2. Le FANEG – Fichier national des empreintes génétiques.

C’est à l’occasion de la loi sur la bioéthique du 29 juillet 1994 que fut introduit dans le code civil un article 16-11 permettant d’identifier les personnes grâce à leurs empreintes génétiques dans le cadre d’enquêtes judiciaires. Ce texte laissait ainsi ouverte la voie à la création d’un fichier regroupant ces empreintes ce qui fut fait par la Loi du 17 juin 1998 relative à la répression des infractions sexuelles et la protection de l’enfance. Cette loi fait suite aux atermoiements de l’affaire dite du « tueur de l’est parisien » (Guy Georges) qui mettait en évidence que l’ADN aurait pu permettre d’éviter plusieurs meurtres.

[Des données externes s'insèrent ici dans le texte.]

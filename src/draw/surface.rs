//! Cairo-backed raster surface.

use super::canvas::Canvas;
use super::color::Color;
use super::font::FontDescriptor;
use super::segment::{Point, StrokeSegment};
use cairo::{Context, Format, ImageSurface};
use log::{trace, warn};
use thiserror::Error;

/// Errors raised while creating or encoding a surface.
#[derive(Debug, Error)]
pub enum SurfaceError {
    #[error("invalid surface dimensions {width}x{height}")]
    InvalidDimensions { width: u32, height: u32 },

    #[error("Cairo error: {0}")]
    Cairo(#[from] cairo::Error),

    #[error("PNG encoding failed: {0}")]
    Png(#[from] cairo::IoError),
}

/// The drawing surface: a fixed-size ARGB32 raster that owns all pixels.
///
/// Every mutation goes through the [`Canvas`] implementation below. A fresh
/// Cairo context is created per operation so the surface stays exclusively
/// owned between calls, which keeps [`Surface::alpha_at`] and friends able to
/// borrow the pixel data.
pub struct Surface {
    surface: ImageSurface,
    width: u32,
    height: u32,
    font: FontDescriptor,
}

impl std::fmt::Debug for Surface {
    fn fmt(&self, f: &mut std::fmt::Formatter<'_>) -> std::fmt::Result {
        f.debug_struct("Surface")
            .field("width", &self.width)
            .field("height", &self.height)
            .field("font", &self.font)
            .finish()
    }
}

impl Surface {
    /// Allocates a blank, fully transparent raster.
    pub fn new(width: u32, height: u32) -> Result<Self, SurfaceError> {
        Self::with_font(width, height, FontDescriptor::default())
    }

    /// Allocates a blank raster that renders text with `font`.
    pub fn with_font(width: u32, height: u32, font: FontDescriptor) -> Result<Self, SurfaceError> {
        let invalid = || SurfaceError::InvalidDimensions { width, height };
        if width == 0 || height == 0 {
            return Err(invalid());
        }
        let w = i32::try_from(width).map_err(|_| invalid())?;
        let h = i32::try_from(height).map_err(|_| invalid())?;

        let surface = ImageSurface::create(Format::ARgb32, w, h)?;
        Ok(Self {
            surface,
            width,
            height,
            font,
        })
    }

    /// Font used by [`Canvas::render_text`].
    pub fn font(&self) -> &FontDescriptor {
        &self.font
    }

    fn context(&self) -> Option<Context> {
        match Context::new(&self.surface) {
            Ok(ctx) => Some(ctx),
            Err(err) => {
                warn!("Failed to create drawing context: {}", err);
                None
            }
        }
    }

    /// Alpha channel of the pixel at (x, y), or `None` when out of bounds.
    pub fn alpha_at(&mut self, x: u32, y: u32) -> Option<u8> {
        if x >= self.width || y >= self.height {
            return None;
        }
        self.surface.flush();
        let stride = self.surface.stride() as usize;
        let data = match self.surface.data() {
            Ok(data) => data,
            Err(err) => {
                warn!("Surface pixels unavailable: {}", err);
                return None;
            }
        };
        let offset = y as usize * stride + x as usize * 4;
        let bytes: [u8; 4] = data.get(offset..offset + 4)?.try_into().ok()?;
        // ARGB32 is stored as a native-endian u32 with alpha in the top byte
        Some((u32::from_ne_bytes(bytes) >> 24) as u8)
    }

    /// Whether every pixel is fully transparent.
    pub fn is_blank(&mut self) -> bool {
        self.surface.flush();
        match self.surface.data() {
            Ok(data) => data.iter().all(|byte| *byte == 0),
            Err(err) => {
                warn!("Surface pixels unavailable: {}", err);
                false
            }
        }
    }
}

impl Canvas for Surface {
    fn dimensions(&self) -> (u32, u32) {
        (self.width, self.height)
    }

    fn draw_segment(&mut self, segment: &StrokeSegment) {
        let Some(ctx) = self.context() else {
            return;
        };
        let color = segment.color;

        ctx.set_source_rgba(color.r, color.g, color.b, color.a);
        ctx.set_line_width(segment.width);
        ctx.set_line_cap(cairo::LineCap::Round);
        ctx.set_line_join(cairo::LineJoin::Round);

        ctx.move_to(segment.from.x, segment.from.y);
        ctx.line_to(segment.to.x, segment.to.y);
        if let Err(err) = ctx.stroke() {
            warn!("Failed to stroke segment: {}", err);
        }
    }

    fn clear(&mut self) {
        let Some(ctx) = self.context() else {
            return;
        };
        ctx.set_operator(cairo::Operator::Clear);
        if let Err(err) = ctx.paint() {
            warn!("Failed to clear surface: {}", err);
        }
    }

    fn render_text(&mut self, text: &str, anchor: Point, color: Color, font_size: f64) {
        self.clear();
        if text.is_empty() {
            return;
        }
        let Some(ctx) = self.context() else {
            return;
        };

        // Gray antialiasing; subpixel fringes on a transparent raster
        ctx.set_antialias(cairo::Antialias::Best);

        let layout = pangocairo::functions::create_layout(&ctx);
        let font_desc = pango::FontDescription::from_string(&self.font.to_pango_string(font_size));
        layout.set_font_description(Some(&font_desc));
        // Newlines are painted inline, like a single fillText call
        layout.set_single_paragraph_mode(true);
        layout.set_text(text);

        // Pango measures from the top-left corner; the anchor is the baseline
        let baseline = layout.baseline() as f64 / pango::SCALE as f64;
        trace!(
            "Rendering {} chars at ({}, {}) size {}",
            text.chars().count(),
            anchor.x,
            anchor.y,
            font_size
        );

        ctx.set_source_rgba(color.r, color.g, color.b, color.a);
        ctx.move_to(anchor.x, anchor.y - baseline);
        pangocairo::functions::show_layout(&ctx, &layout);
    }

    fn export_png(&self) -> Result<Vec<u8>, SurfaceError> {
        self.surface.flush();
        let mut buffer = Vec::new();
        self.surface.write_to_png(&mut buffer)?;
        Ok(buffer)
    }
}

L’article 706-55 du Code de procédure pénale prévoit que le FNAEG a pour but de recueillir les empreintes génétiques de toutes personnes mises en cause dans une enquête criminelle ou correctionnelle. Il est donc obligatoire, pour toute personne placée en garde à vue de se soumettre à un prélèvement salivaire afin de recueillir son ADN.

Le refus de se soumettre à un tel prélèvement est puni d’une peine d’un an d’emprisonnement et de 15.000 € (article 706-56 CPP). Cette infraction est autonome et si, à l’issue de la mesure de garde à vue, le mis en cause est relaxé ou acquitté des faits qui lui son reprochés et qui ont donné lieu aux poursuites, la Juridiction peut réprimer cette infraction.

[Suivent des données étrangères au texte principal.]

use anyhow::{Context, Result};
use clap::Parser;
use dominant_colors::{
    ColorTable, DEFAULT_MAX_DIMENSION, DEFAULT_NUM_COLORS, DEFAULT_SEED, ErrorResponse,
    KmeansConfig, PaletteOptions, PaletteResponse, entropy_seed, extract_palette_with,
};
use serde::Serialize;
use std::fs;
use std::path::{Path, PathBuf};
use std::process::ExitCode;
use tracing_subscriber::{layer::SubscriberExt, util::SubscriberInitExt};

/// Extract the dominant colors of images and name them.
#[derive(Parser, Debug)]
#[command(author, version, about)]
struct Args {
    /// One or more input image paths
    #[arg(required = true)]
    inputs: Vec<PathBuf>,

    /// Number of dominant colors to extract (1-10)
    #[arg(short = 'k', long, default_value_t = DEFAULT_NUM_COLORS)]
    num_colors: usize,

    /// Longest side images are reduced to before clustering
    #[arg(long, default_value_t = DEFAULT_MAX_DIMENSION)]
    max_dimension: u32,

    /// Sample every pixel instead of downscaling first
    #[arg(long)]
    no_resize: bool,

    /// Clustering seed; identical seeds give identical output
    #[arg(short, long, default_value_t = DEFAULT_SEED, conflicts_with = "random_seed")]
    seed: u64,

    /// Draw the clustering seed from the operating system
    #[arg(long)]
    random_seed: bool,

    /// Number of k-means restarts; the tightest clustering wins
    #[arg(long)]
    runs: Option<usize>,

    /// JSON file of {"name", "hex"} entries to name colors against (default: CSS3)
    #[arg(short, long)]
    table: Option<PathBuf>,

    /// Pretty-print the JSON output
    #[arg(short, long)]
    pretty: bool,
}

fn print_json<T: Serialize>(value: &T, pretty: bool) -> Result<()> {
    let json = if pretty {
        serde_json::to_string_pretty(value)?
    } else {
        serde_json::to_string(value)?
    };
    println!("{json}");
    Ok(())
}

fn run(args: Args) -> Result<bool> {
    let table = match &args.table {
        Some(path) => ColorTable::from_path(path)
            .with_context(|| format!("loading color table {}", path.display()))?,
        None => ColorTable::css3().clone(),
    };

    let seed = if args.random_seed {
        entropy_seed().map_err(|e| anyhow::anyhow!("drawing random seed: {e}"))?
    } else {
        args.seed
    };

    let mut kmeans = KmeansConfig::default();
    if let Some(runs) = args.runs {
        kmeans.runs = runs.max(1);
    }

    let options = PaletteOptions {
        max_dimension: (!args.no_resize).then_some(args.max_dimension),
        seed,
        kmeans,
    };
    tracing::debug!(?options, table_len = table.len(), "starting");

    let mut all_ok = true;
    for input in &args.inputs {
        match process(input, args.num_colors, &options, &table) {
            Ok(response) => print_json(&response, args.pretty)?,
            Err(response) => {
                print_json(&response, args.pretty)?;
                all_ok = false;
            }
        }
    }

    Ok(all_ok)
}

/// Read and analyze one input; failures become error envelopes so the
/// remaining inputs still run.
fn process(
    input: &Path,
    num_colors: usize,
    options: &PaletteOptions,
    table: &ColorTable,
) -> Result<PaletteResponse, ErrorResponse> {
    let filename = input.file_name().map(|s| s.to_string_lossy().into_owned());

    let bytes = fs::read(input).map_err(|e| {
        tracing::warn!(file = %input.display(), error = %e, "failed to read input");
        ErrorResponse::read_failure(filename.clone(), &e)
    })?;

    match extract_palette_with(&bytes, num_colors, options, table) {
        Ok(colors) => {
            tracing::info!(file = %input.display(), colors = colors.len(), "extracted palette");
            Ok(PaletteResponse::new(filename, colors))
        }
        Err(e) => {
            tracing::warn!(file = %input.display(), error = %e, "failed to extract palette");
            Err(ErrorResponse::new(filename, &e))
        }
    }
}

fn main() -> Result<ExitCode> {
    tracing_subscriber::registry()
        .with(
            tracing_subscriber::EnvFilter::try_from_default_env()
                .unwrap_or_else(|_| "dominant_colors=warn".into()),
        )
        .with(tracing_subscriber::fmt::layer().without_time().with_writer(std::io::stderr))
        .init();

    let args = Args::parse();
    if run(args)? {
        Ok(ExitCode::SUCCESS)
    } else {
        Ok(ExitCode::FAILURE)
    }
}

Comme pour les autres fichiers, le FNAEG n’est consultable que par des agents habilités, officiers de police judiciaire notamment.

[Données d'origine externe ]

use js_sys::{Array, Object, Reflect};
use wasm_bindgen::prelude::*;

use crate::{ColorTable, PaletteOptions, extract_palette_with};

/// Extract the dominant colors of an encoded image for JavaScript callers.
///
/// Returns an array of `{ rgb: [r, g, b], hex, name, weight }` objects, most
/// prevalent first. `seed` defaults to the same fixed seed the native API uses.
#[wasm_bindgen(js_name = extractPalette)]
pub fn extract_palette_js(
    input: Vec<u8>,
    num_colors: usize,
    seed: Option<u32>,
) -> Result<Array, JsValue> {
    let mut options = PaletteOptions::default();
    if let Some(seed) = seed {
        options.seed = u64::from(seed);
    }

    let colors = extract_palette_with(&input, num_colors, &options, ColorTable::css3())
        .map_err(|e| JsValue::from_str(&e.to_string()))?;

    let out = Array::new();
    for color in colors {
        let rgb = Array::new();
        for channel in color.rgb {
            rgb.push(&JsValue::from(channel));
        }

        let entry = Object::new();
        Reflect::set(&entry, &JsValue::from_str("rgb"), &rgb)?;
        Reflect::set(&entry, &JsValue::from_str("hex"), &JsValue::from_str(&color.hex))?;
        Reflect::set(&entry, &JsValue::from_str("name"), &JsValue::from_str(&color.name))?;
        Reflect::set(&entry, &JsValue::from_str("weight"), &JsValue::from(color.weight))?;
        out.push(&entry);
    }

    Ok(out)
}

Les données recueillies au FNAEG dont conservées pour une durée de 40 ans pour une personne définitivement condamnée et pour une durée de 25 pour des personnes mise en causes pour des infractions de nature sexuelle notamment.

Il est possible de solliciter l’effacement des données dans les mêmes conditions que pour le TAJ.

3. Le FNAED – Fichier automatisé des empreintes digitales.

Ce fichier a été créé par un Décret du 8 avril 1987 qui donnait une base légale au fichier existant et alimenté par les services d’enquête. La prise d’empreinte est un passage obligé, au même titre que le prélèvement ADN, de la garde à vue. Chaque mis en cause doit se soumettre au prélèvement de ses empreintes digitales et palmaires. Il est possible d’identifier une personne par comparaison de 12 points de son empreinte digitale.

Chaque inscription précise le nom, prénom, date, lieu de naissance, sexe, filiation de la personne mais également la nature de l’infraction ayant donné lieu au prélèvement ainsi que la précision du service ayant procédé à la mesure.

Ces traces peuvent être conservées pendant maximum 25 ans et peuvent faire l’objet d’un effacement dans les mêmes conditions que pour les autres fichiers.